Toutefois l’intruse par le « fait du prince » avait eu d’excellents débuts. On se la représente telle à peu près que plus tard Bossuet peindra Anne de Gonzague : bonne petite fille, élevée depuis 1636 dans le couvent de Sainte-Marie de Saintes, sous l’aile d’une tante dévote, qui en est l’abbesse. La Contre-réformation catholique s’efforçait de réagir contre la décadence des Réguliers. Tandis que les Filles du sainte Thérèse viennent émerveiller la France, les docteurs augustiniens crient à l’épuration nécessaire. Louis XIII et Richelieu promettent d’y porter le bras séculier.

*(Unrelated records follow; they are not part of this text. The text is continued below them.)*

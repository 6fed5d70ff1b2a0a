//! Operation descriptors: the canonical identity of one operation instance.
//!
//! A descriptor is built once per distinct (document, variables) pair. Its
//! variables key is canonical regardless of property insertion order, so two
//! requests that differ only in key order share one descriptor.

mod selection;

use std::hash::{Hash, Hasher};
use std::sync::Arc;

use parking_lot::Mutex;
use rustc_hash::FxHashMap;
use serde_json::{Map, Value as JsonValue};
use tracing::trace;

use crate::canonical::sorted_json;
use crate::document::{ArgValue, Document, SelectionSetId, CACHE_DIRECTIVE, KEY_VARS_ARGUMENT};
use crate::error::{CacheError, Result};
use crate::identity::PossibleTypes;
use crate::types::{NodeKey, OperationId, OperationKind};

pub use selection::{store_key, ResolvedField, SelectionSets};

/// Caller-facing description of an operation to read or write.
#[derive(Clone, Debug)]
pub struct OperationRequest {
    /// Parsed, type-annotated document.
    pub document: Arc<Document>,
    /// Variables as supplied; must be a JSON object or null.
    pub variables: JsonValue,
    /// Explicit variables-with-defaults, bypassing default application.
    pub variables_with_defaults: Option<Map<String, JsonValue>>,
    /// Explicit variables key, bypassing canonical rendering.
    pub variables_key: Option<String>,
    /// Explicit root type name.
    pub root_type: Option<String>,
    /// Explicit root node, e.g. an entity for fragment reads.
    pub root_node_key: Option<NodeKey>,
}

impl OperationRequest {
    /// Request without variables.
    pub fn new(document: Arc<Document>) -> Self {
        Self {
            document,
            variables: JsonValue::Null,
            variables_with_defaults: None,
            variables_key: None,
            root_type: None,
            root_node_key: None,
        }
    }

    /// Sets the supplied variables.
    pub fn variables(mut self, variables: JsonValue) -> Self {
        self.variables = variables;
        self
    }

    /// Overrides the computed variables-with-defaults.
    pub fn variables_with_defaults(mut self, variables: Map<String, JsonValue>) -> Self {
        self.variables_with_defaults = Some(variables);
        self
    }

    /// Overrides the computed variables key.
    pub fn variables_key(mut self, key: impl Into<String>) -> Self {
        self.variables_key = Some(key.into());
        self
    }

    /// Overrides the root type name.
    pub fn root_type(mut self, root_type: impl Into<String>) -> Self {
        self.root_type = Some(root_type.into());
        self
    }

    /// Overrides the root node key.
    pub fn root_node_key(mut self, key: NodeKey) -> Self {
        self.root_node_key = Some(key);
        self
    }
}

/// Identity of an operation instance used to find its descriptor.
///
/// Hashes the document by fingerprint but compares it structurally, so
/// documents whose fingerprints collide never share a descriptor.
#[derive(Clone, Debug)]
pub struct OperationKey {
    /// Source document.
    pub document: Arc<Document>,
    /// Root node the operation is read from.
    pub root: NodeKey,
    /// Variables key, restricted to key variables when declared.
    pub variables: String,
}

impl PartialEq for OperationKey {
    fn eq(&self, other: &Self) -> bool {
        self.root == other.root
            && self.variables == other.variables
            && (Arc::ptr_eq(&self.document, &other.document)
                || (self.document.fingerprint() == other.document.fingerprint()
                    && *self.document == *other.document))
    }
}

impl Eq for OperationKey {}

impl Hash for OperationKey {
    fn hash<H: Hasher>(&self, state: &mut H) {
        self.document.fingerprint().hash(state);
        self.root.hash(state);
        self.variables.hash(state);
    }
}

/// Monotonic generator of operation ids.
#[derive(Debug, Default)]
pub struct OperationIdGen {
    next: u64,
}

impl OperationIdGen {
    /// Starts at id 1.
    pub fn new() -> Self {
        Self { next: 1 }
    }

    /// Returns the next id.
    pub fn next_id(&mut self) -> OperationId {
        let id = OperationId(self.next.max(1));
        self.next = id.0 + 1;
        id
    }
}

/// Descriptor fields computed before an id is assigned.
#[derive(Debug)]
pub struct PreparedOperation {
    document: Arc<Document>,
    root_type: Arc<str>,
    root_node_key: NodeKey,
    variables: Map<String, JsonValue>,
    variables_with_defaults: Map<String, JsonValue>,
    variables_key: String,
    key_variables: Option<Vec<String>>,
    cache: bool,
    key: OperationKey,
}

impl PreparedOperation {
    /// Computes everything except the id.
    ///
    /// Fails with [`CacheError::Configuration`] when the `@cache` annotation is
    /// malformed or the variables are not an object.
    pub fn prepare(request: &OperationRequest) -> Result<Self> {
        let document = request.document.clone();
        let variables = match &request.variables {
            JsonValue::Null => Map::new(),
            JsonValue::Object(map) => map.clone(),
            other => {
                return Err(CacheError::configuration(format!(
                    "variables of operation {} must be an object, got {other}",
                    document.display_name()
                )))
            }
        };
        let variables_with_defaults = match &request.variables_with_defaults {
            Some(explicit) => explicit.clone(),
            None => apply_defaults(&document, &variables),
        };
        let variables_key = match &request.variables_key {
            Some(explicit) => explicit.clone(),
            None => variables_key(&document, &variables_with_defaults),
        };
        let key_variables = key_variables(&document)?;
        let identity_key = match &key_variables {
            Some(names) => names
                .iter()
                .map(|name| render_pair(name, variables_with_defaults.get(name)))
                .collect::<String>(),
            None => variables_key.clone(),
        };
        let kind = document.kind();
        let cache = match kind {
            OperationKind::Query | OperationKind::Subscription => true,
            OperationKind::Mutation => document.directive(CACHE_DIRECTIVE).is_some(),
        };
        let root_type: Arc<str> = Arc::from(
            request
                .root_type
                .as_deref()
                .unwrap_or_else(|| kind.default_root_type()),
        );
        let root_node_key = request
            .root_node_key
            .clone()
            .unwrap_or(NodeKey::Root(kind));
        let key = OperationKey {
            document: document.clone(),
            root: root_node_key.clone(),
            variables: identity_key,
        };
        Ok(Self {
            document,
            root_type,
            root_node_key,
            variables,
            variables_with_defaults,
            variables_key,
            key_variables,
            cache,
            key,
        })
    }

    /// Identity used to look up an existing descriptor.
    pub fn key(&self) -> &OperationKey {
        &self.key
    }

    /// Finalizes the descriptor with an id.
    pub fn into_descriptor(self, id: OperationId) -> OperationDescriptor {
        trace!(
            operation = %id,
            name = self.document.display_name(),
            variables_key = %self.variables_key,
            "forest.descriptor.created"
        );
        OperationDescriptor {
            id,
            document: self.document,
            root_type: self.root_type,
            root_node_key: self.root_node_key,
            variables: self.variables,
            variables_with_defaults: self.variables_with_defaults,
            variables_key: self.variables_key,
            key_variables: self.key_variables,
            cache: self.cache,
            key: self.key,
            selections: Mutex::new(FxHashMap::default()),
        }
    }
}

type SelectionCacheKey = (SelectionSets, Option<Arc<str>>);

/// Canonical description of one operation instance.
#[derive(Debug)]
pub struct OperationDescriptor {
    id: OperationId,
    document: Arc<Document>,
    root_type: Arc<str>,
    root_node_key: NodeKey,
    variables: Map<String, JsonValue>,
    variables_with_defaults: Map<String, JsonValue>,
    variables_key: String,
    key_variables: Option<Vec<String>>,
    cache: bool,
    key: OperationKey,
    selections: Mutex<FxHashMap<SelectionCacheKey, Arc<[ResolvedField]>>>,
}

impl OperationDescriptor {
    /// Builds a descriptor in one step.
    pub fn build(request: &OperationRequest, ids: &mut OperationIdGen) -> Result<Self> {
        let prepared = PreparedOperation::prepare(request)?;
        Ok(prepared.into_descriptor(ids.next_id()))
    }

    /// Monotonic id.
    pub fn id(&self) -> OperationId {
        self.id
    }

    /// Source document.
    pub fn document(&self) -> &Arc<Document> {
        &self.document
    }

    /// Operation kind.
    pub fn kind(&self) -> OperationKind {
        self.document.kind()
    }

    /// Name for diagnostics.
    pub fn display_name(&self) -> &str {
        self.document.display_name()
    }

    /// Root object type name.
    pub fn root_type(&self) -> &Arc<str> {
        &self.root_type
    }

    /// Root store key.
    pub fn root_node_key(&self) -> &NodeKey {
        &self.root_node_key
    }

    /// Variables as supplied.
    pub fn variables(&self) -> &Map<String, JsonValue> {
        &self.variables
    }

    /// Variables merged with declared defaults.
    pub fn variables_with_defaults(&self) -> &Map<String, JsonValue> {
        &self.variables_with_defaults
    }

    /// Canonical variables key.
    pub fn variables_key(&self) -> &str {
        &self.variables_key
    }

    /// Explicit identity-defining variables, when declared.
    pub fn key_variables(&self) -> Option<&[String]> {
        self.key_variables.as_deref()
    }

    /// Whether the operation participates in caching.
    pub fn is_cached(&self) -> bool {
        self.cache
    }

    /// Identity of the operation instance.
    pub fn key(&self) -> &OperationKey {
        &self.key
    }

    /// Resolved fields of `sets` for an object of type `typename`.
    ///
    /// Results are memoized per (sets, typename).
    pub fn resolve(
        &self,
        sets: &[SelectionSetId],
        typename: Option<&str>,
        possible_types: &PossibleTypes,
    ) -> Arc<[ResolvedField]> {
        let cache_key: SelectionCacheKey = (sets.iter().copied().collect(), typename.map(Arc::from));
        if let Some(hit) = self.selections.lock().get(&cache_key) {
            return hit.clone();
        }
        let fields: Arc<[ResolvedField]> = selection::resolve_fields(
            &self.document,
            sets,
            typename,
            &self.variables_with_defaults,
            possible_types,
        )
        .into();
        self.selections.lock().insert(cache_key, fields.clone());
        fields
    }

    /// Number of memoized selection entries.
    pub fn resolved_selection_count(&self) -> usize {
        self.selections.lock().len()
    }
}

fn apply_defaults(document: &Document, variables: &Map<String, JsonValue>) -> Map<String, JsonValue> {
    let mut merged = variables.clone();
    for definition in document.variables() {
        if merged.contains_key(&definition.name) {
            continue;
        }
        if let Some(default) = &definition.default_value {
            merged.insert(definition.name.clone(), default.clone());
        }
    }
    merged
}

fn variables_key(document: &Document, variables: &Map<String, JsonValue>) -> String {
    if document.variables().is_empty() {
        return sorted_json(&JsonValue::Object(variables.clone()));
    }
    document
        .variables()
        .iter()
        .map(|definition| render_pair(&definition.name, variables.get(&definition.name)))
        .collect()
}

fn render_pair(name: &str, value: Option<&JsonValue>) -> String {
    match value {
        Some(value) => format!("{name}:{}", sorted_json(value)),
        None => format!("{name}:undefined"),
    }
}

fn key_variables(document: &Document) -> Result<Option<Vec<String>>> {
    let Some(directive) = document.directive(CACHE_DIRECTIVE) else {
        return Ok(None);
    };
    let Some(value) = directive.argument(KEY_VARS_ARGUMENT) else {
        return Ok(None);
    };
    let ArgValue::List(items) = value else {
        return Err(CacheError::configuration(format!(
            "@{CACHE_DIRECTIVE}({KEY_VARS_ARGUMENT}:) of operation {} must be a list of variable names",
            document.display_name()
        )));
    };
    items
        .iter()
        .map(|item| match item {
            ArgValue::String(name) => Ok(name.clone()),
            other => Err(CacheError::configuration(format!(
                "@{CACHE_DIRECTIVE}({KEY_VARS_ARGUMENT}:) of operation {} contains a non-string entry {other:?}",
                document.display_name()
            ))),
        })
        .collect::<Result<Vec<_>>>()
        .map(Some)
}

A Verdun, le Père Didier de la Cour, à Gif, l’évêque Henry de Gondi parvenaient à réformer des Bénédictines relâchées. A Montmartre, Marie de Beauvilliers ; à Port-Royal, Angélique Arnauld ; à Saint-Paul-de-Beauvais, Madeleine d’Escoubleau de Sourdis ; au Val-de-Grâce, Marguerite d’Arbouze, d’autres encore, s’engageaient à qui mieux mieux dans ces voies de réforme. C’est dans ces bons sentiments que Louise arrive à Metz, flanquée de deux religieuses exemplaires que sa tante de Saintes lui avait données pour conseillères et chaperons.

Au commencement, dit l’auteur de la Gallia Christiana[2], elle fut pour la discipline tout feu, tout flamme, mena une vie des plus réglées et voulut l’imposer à ses nonnes. « Mais bientôt le joug lui parait dur. » Dévergondage personnel ? Rien ne l’indique. Et le chroniqueur protestant de Metz. Ancillon, tout en signalant les « étranges désordres » que Louise de Foix autorise, ne la flétrit point. C’est qu’en effet c’était moins vice que système. Nous n’avons pas plus les mémoires de l’abbesse, que ceux de Bossuet, dans le procès qui s’ensuivit. Mais les analyses que Floquet en donne, complétées par ce que nous savons d’elle, de ses entours et de ses contemporaines, nous renseignent, je pense, sur ses vues.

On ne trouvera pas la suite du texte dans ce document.